Berlin ist eine Art Metropolenzoo der Wichtigkeiten.

Apropos Öko-Demo: Die Ökos hielten es mit der Tradition und blieben sich treu. Wie der Teufel das Weihwasser meidet, sperrten sie sich gegen meine messerscharfe politisch linke Analyse der staatlichen und ökonomischen Zustände. Dazu brauchte ich mir nicht erst im Kostümverleih einen Propheten-Mantel auszuleihen, um vorherzusagen, dass bei der Öko-Demo für eine Agrarwende wieder allerhand geschimpft, moralisiert und appelliert werden würde. So als könnte man den Kapitalismus mit Moral und Zeigefingerpädagogik bezwingen oder gar mit gerechtem Einkaufen. Dies ist hilfreich für romantische Anwandlungen und die Heile-Welt-Balance des eigenen Gefühlshaushalts, für mehr aber nicht. Auch bei der zehnten Demonstration sind fast nur Ökos am Rednerpult. Manche Organisationen haben anscheinend gar ein Rederecht auf Lebenszeit gepachtet.
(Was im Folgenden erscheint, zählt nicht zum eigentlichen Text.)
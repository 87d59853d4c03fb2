//! The per-thread event loop.
//!
//! An [`IoLoop`] dispatches three kinds of work on the thread that runs it:
//! deferred callbacks, one-shot timeouts and periodic timers. Timeouts and
//! timers are named by a random [`Key`] and can be cancelled until they fire
//! (timers: at any time, including from their own callback).
//!
//! Callbacks are `'static` closures moved into the loop. Shared state they
//! capture (an `Rc<Cell<_>>`, a clone of the loop itself) is the caller's to
//! keep alive; a callback holding a clone of its own loop keeps the loop
//! alive until the registration is removed or the loop is closed.

use std::cell::{Cell, RefCell};
use std::collections::HashMap;
use std::fmt;
use std::mem;
use std::rc::Rc;
use std::time::Duration;

use typhoon_rt::{Handler, Reactor, StopHandle, TimerHandle, WaitStatus};

use crate::config::LoopConfig;
use crate::error::{Error, Result};
use crate::key::{Key, KeyGenerator};
use crate::registry;

struct TimeoutEntry {
    native: TimerHandle,
    callback: Box<dyn FnOnce()>,
}

/// Shared with an in-flight expiry so the entry can be removed while its
/// callback runs.
type TimerCallback = Rc<RefCell<dyn FnMut()>>;

struct TimerEntry {
    native: TimerHandle,
    interval: Duration,
    callback: TimerCallback,
}

struct Inner {
    config: LoopConfig,
    /// `None` once closed. `run` holds its own clone, so closing from a
    /// callback frees the reactor when dispatch unwinds.
    reactor: RefCell<Option<Rc<Reactor>>>,
    stop: StopHandle,
    keys: RefCell<KeyGenerator>,
    timeouts: RefCell<HashMap<Key, TimeoutEntry>>,
    timers: RefCell<HashMap<Key, TimerEntry>>,
    running: Cell<bool>,
}

/// Handle to an event loop. Clones refer to the same loop.
///
/// The handle is neither `Send` nor `Sync`: a loop is only ever touched from
/// the thread that created it.
///
/// ```ignore
/// use std::time::Duration;
///
/// let ioloop = typhoon::current()?;
/// ioloop.add_callback(|| println!("later"))?;
/// let lp = ioloop.clone();
/// ioloop.add_timeout(move || lp.stop(), Duration::from_secs(1))?;
/// ioloop.run()?;
/// ```
#[derive(Clone)]
pub struct IoLoop {
    inner: Rc<Inner>,
}

/// Clears the running flag even if a callback panics.
struct RunningGuard<'a>(&'a Cell<bool>);

impl Drop for RunningGuard<'_> {
    fn drop(&mut self) {
        self.0.set(false);
    }
}
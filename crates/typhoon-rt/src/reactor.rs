use std::cell::RefCell;
use std::collections::{BTreeSet, HashMap};
use std::io;
use std::mem;
use std::sync::atomic::{AtomicBool, Ordering};
use std::sync::Arc;
use std::time::{Duration, Instant};

use concurrent_queue::ConcurrentQueue;
use polling::{Events, Poller};

/// Work posted for the next dispatch pass.
pub type Callback = Box<dyn FnOnce()>;

/// Completion handler of a one-shot timer.
pub type Handler = Box<dyn FnOnce(WaitStatus)>;

/// How a one-shot timer completed.
#[derive(Debug, Clone, Copy, PartialEq, Eq)]
pub enum WaitStatus {
    /// The deadline passed.
    Fired,
    /// The timer was cancelled before its deadline was processed.
    Canceled,
}

/// Opaque handle of an armed one-shot timer. Never reused by a reactor.
#[derive(Debug, Clone, Copy, PartialEq, Eq, Hash)]
pub struct TimerHandle(u64);

struct Pending {
    /// `None` when the delay reaches past what `Instant` can represent; such
    /// a timer never fires but can still be cancelled.
    deadline: Option<Instant>,
    handler: Handler,
}

/// Timer state: BTreeSet for ordered expiry iteration, HashMap for handle lookup.
#[derive(Default)]
struct TimerState {
    /// Armed timers ordered by (deadline, id).
    heap: BTreeSet<(Instant, u64)>,
    /// Timer id → deadline and handler, for cancel and dispatch.
    pending: HashMap<u64, Pending>,
    next_id: u64,
}

/// The part of a reactor other threads may touch.
struct Shared {
    poller: Poller,
    stop: AtomicBool,
}

/// Thread-safe handle that asks a reactor's [`Reactor::run`] to return.
#[derive(Clone)]
pub struct StopHandle {
    shared: Arc<Shared>,
}

impl StopHandle {
    /// Request a stop and wake the poller if the reactor is blocked in it.
    ///
    /// The request is consumed by the next `run` that observes it.
    pub fn request_stop(&self) {
        self.shared.stop.store(true, Ordering::Release);
        if let Err(err) = self.shared.poller.notify() {
            tracing::warn!(%err, "failed to wake reactor poller");
        }
    }
}

impl std::fmt::Debug for StopHandle {
    fn fmt(&self, f: &mut std::fmt::Formatter<'_>) -> std::fmt::Result {
        f.debug_struct("StopHandle")
            .field("stop", &self.shared.stop.load(Ordering::Relaxed))
            .finish()
    }
}

/// Single-threaded reactor: posted callbacks, one-shot timers, OS poller.
pub struct Reactor {
    shared: Arc<Shared>,
    posted: ConcurrentQueue<Callback>,
    timers: RefCell<TimerState>,
    events: RefCell<Events>,
}

impl Reactor {
    pub fn new() -> io::Result<Self> {
        let poller = Poller::new()?;
        Ok(Self {
            shared: Arc::new(Shared {
                poller,
                stop: AtomicBool::new(false),
            }),
            posted: ConcurrentQueue::unbounded(),
            timers: RefCell::new(TimerState::default()),
            events: RefCell::new(Events::new()),
        })
    }

    pub fn stop_handle(&self) -> StopHandle {
        StopHandle {
            shared: self.shared.clone(),
        }
    }

    // ── Callbacks ───────────────────────────────────────────────────

    /// Queue a callback for the next dispatch pass. Callbacks run in the
    /// order they were posted.
    pub fn post(&self, callback: Callback) {
        // Unbounded and never closed, so the push cannot fail.
        let _ = self.posted.push(callback);
    }

    /// Number of posted callbacks not yet run.
    pub fn queued(&self) -> usize {
        self.posted.len()
    }

    // ── Timers ──────────────────────────────────────────────────────

    /// Arm a one-shot timer. `handler` receives [`WaitStatus::Fired`] once
    /// `delay` has elapsed, or [`WaitStatus::Canceled`] after [`Reactor::cancel`].
    pub fn arm(&self, delay: Duration, handler: Handler) -> TimerHandle {
        let deadline = Instant::now().checked_add(delay);
        let mut state = self.timers.borrow_mut();
        let id = state.next_id;
        state.next_id += 1;
        if let Some(deadline) = deadline {
            state.heap.insert((deadline, id));
        }
        state.pending.insert(id, Pending { deadline, handler });
        TimerHandle(id)
    }

    /// Disarm a pending timer. Its handler is posted with
    /// [`WaitStatus::Canceled`]. Returns false if the timer already fired or
    /// was cancelled.
    pub fn cancel(&self, handle: TimerHandle) -> bool {
        let pending = {
            let mut state = self.timers.borrow_mut();
            let Some(pending) = state.pending.remove(&handle.0) else {
                return false;
            };
            if let Some(deadline) = pending.deadline {
                state.heap.remove(&(deadline, handle.0));
            }
            pending
        };
        let handler = pending.handler;
        self.post(Box::new(move || handler(WaitStatus::Canceled)));
        true
    }

    /// Number of armed timers.
    pub fn armed(&self) -> usize {
        self.timers.borrow().pending.len()
    }

    /// Drop every posted callback and armed timer without invoking them.
    pub fn clear(&self) {
        let (heap, pending) = {
            let mut state = self.timers.borrow_mut();
            (mem::take(&mut state.heap), mem::take(&mut state.pending))
        };
        // Dropped outside the borrow: captured state may call back in.
        drop(heap);
        drop(pending);
        while let Ok(callback) = self.posted.pop() {
            drop(callback);
        }
    }

    fn next_deadline(&self) -> Option<Instant> {
        self.timers.borrow().heap.first().map(|&(deadline, _)| deadline)
    }

    fn due(&self, now: Instant) -> Vec<u64> {
        self.timers
            .borrow()
            .heap
            .iter()
            .take_while(|&&(deadline, _)| deadline <= now)
            .map(|&(_, id)| id)
            .collect()
    }

    fn take(&self, id: u64) -> Option<Handler> {
        let mut state = self.timers.borrow_mut();
        let pending = state.pending.remove(&id)?;
        if let Some(deadline) = pending.deadline {
            state.heap.remove(&(deadline, id));
        }
        Some(pending.handler)
    }

    // ── Dispatch ────────────────────────────────────────────────────

    /// Request that [`Reactor::run`] return after the current handler.
    pub fn stop(&self) {
        self.stop_handle().request_stop();
    }

    fn stop_requested(&self) -> bool {
        self.shared.stop.load(Ordering::Acquire)
    }

    /// Dispatch posted callbacks and expired timers on the calling thread.
    ///
    /// Each pass runs the callbacks that were queued when it began, then the
    /// timers that were due when the callbacks finished, then waits on the
    /// poller until the next deadline. Returns once a stop is requested, or
    /// with `exit_when_idle` once nothing is queued or armed. Work left over
    /// by a stop is kept for the next call.
    pub fn run(&self, exit_when_idle: bool) -> io::Result<()> {
        loop {
            if self.shared.stop.swap(false, Ordering::AcqRel) {
                return Ok(());
            }

            // Callbacks posted during this pass wait for the next one.
            for _ in 0..self.posted.len() {
                let Ok(callback) = self.posted.pop() else {
                    break;
                };
                callback();
                if self.stop_requested() {
                    break;
                }
            }
            if self.stop_requested() {
                continue;
            }

            // Timers armed by these handlers are not due until the next pass,
            // even with a zero delay.
            for id in self.due(Instant::now()) {
                // Cancelled by an earlier handler in this batch.
                let Some(handler) = self.take(id) else {
                    continue;
                };
                handler(WaitStatus::Fired);
                if self.stop_requested() {
                    break;
                }
            }
            if self.stop_requested() {
                continue;
            }

            let timeout = if !self.posted.is_empty() {
                Some(Duration::ZERO)
            } else {
                match self.next_deadline() {
                    Some(deadline) => Some(deadline.saturating_duration_since(Instant::now())),
                    None if exit_when_idle && self.armed() == 0 => return Ok(()),
                    None => None,
                }
            };
            self.wait(timeout)?;
        }
    }

    fn wait(&self, timeout: Option<Duration>) -> io::Result<()> {
        let mut events = self.events.borrow_mut();
        events.clear();
        match self.shared.poller.wait(&mut events, timeout) {
            Ok(_) => Ok(()),
            Err(err) if err.kind() == io::ErrorKind::Interrupted => Ok(()),
            Err(err) => Err(err),
        }
    }
}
Da zerfällt schon von bei der ersten Inaugenscheinnahme der Rednerliste der vielbeschworene Anspruch auf „diversity“. „Vielfalt ernährt die Welt“ heißt es zu Recht in der Ökoszene. Zumindest könnte sie das. Und auch sonst haben die Ökos durchaus viel Richtiges im Repertoire, wenn nur nicht fast durchgehend das Politische fehlen würde. Die 10. Berliner Ökodemo zur Internationalen Grünen Woche entsprach einer gewollten politischen Monotonie.

Vielleicht ist es die historische Vollendung eines Spruches aus dem Gründungsjahr der deutschen grünen Partei vor vierzig Jahren: „Die Grünen sind weder links noch rechts, sondern vorn“. Wenn man keine Standpunkte haben will und sich, weil es dafür keine Wahlkampfkostenrückerstattung gibt, um die Analyse des Gesamtzusammenhangs herum drückt, die auf Überwindung des Bestehenden zielt, bleiben am Ende nur das Volk und die Nation als wärmende Fixpunkte. Nur die beiden erlauben es einem, vorne zu sein und demnächst (wieder) Minister oder Regierungschef(in) zu werden.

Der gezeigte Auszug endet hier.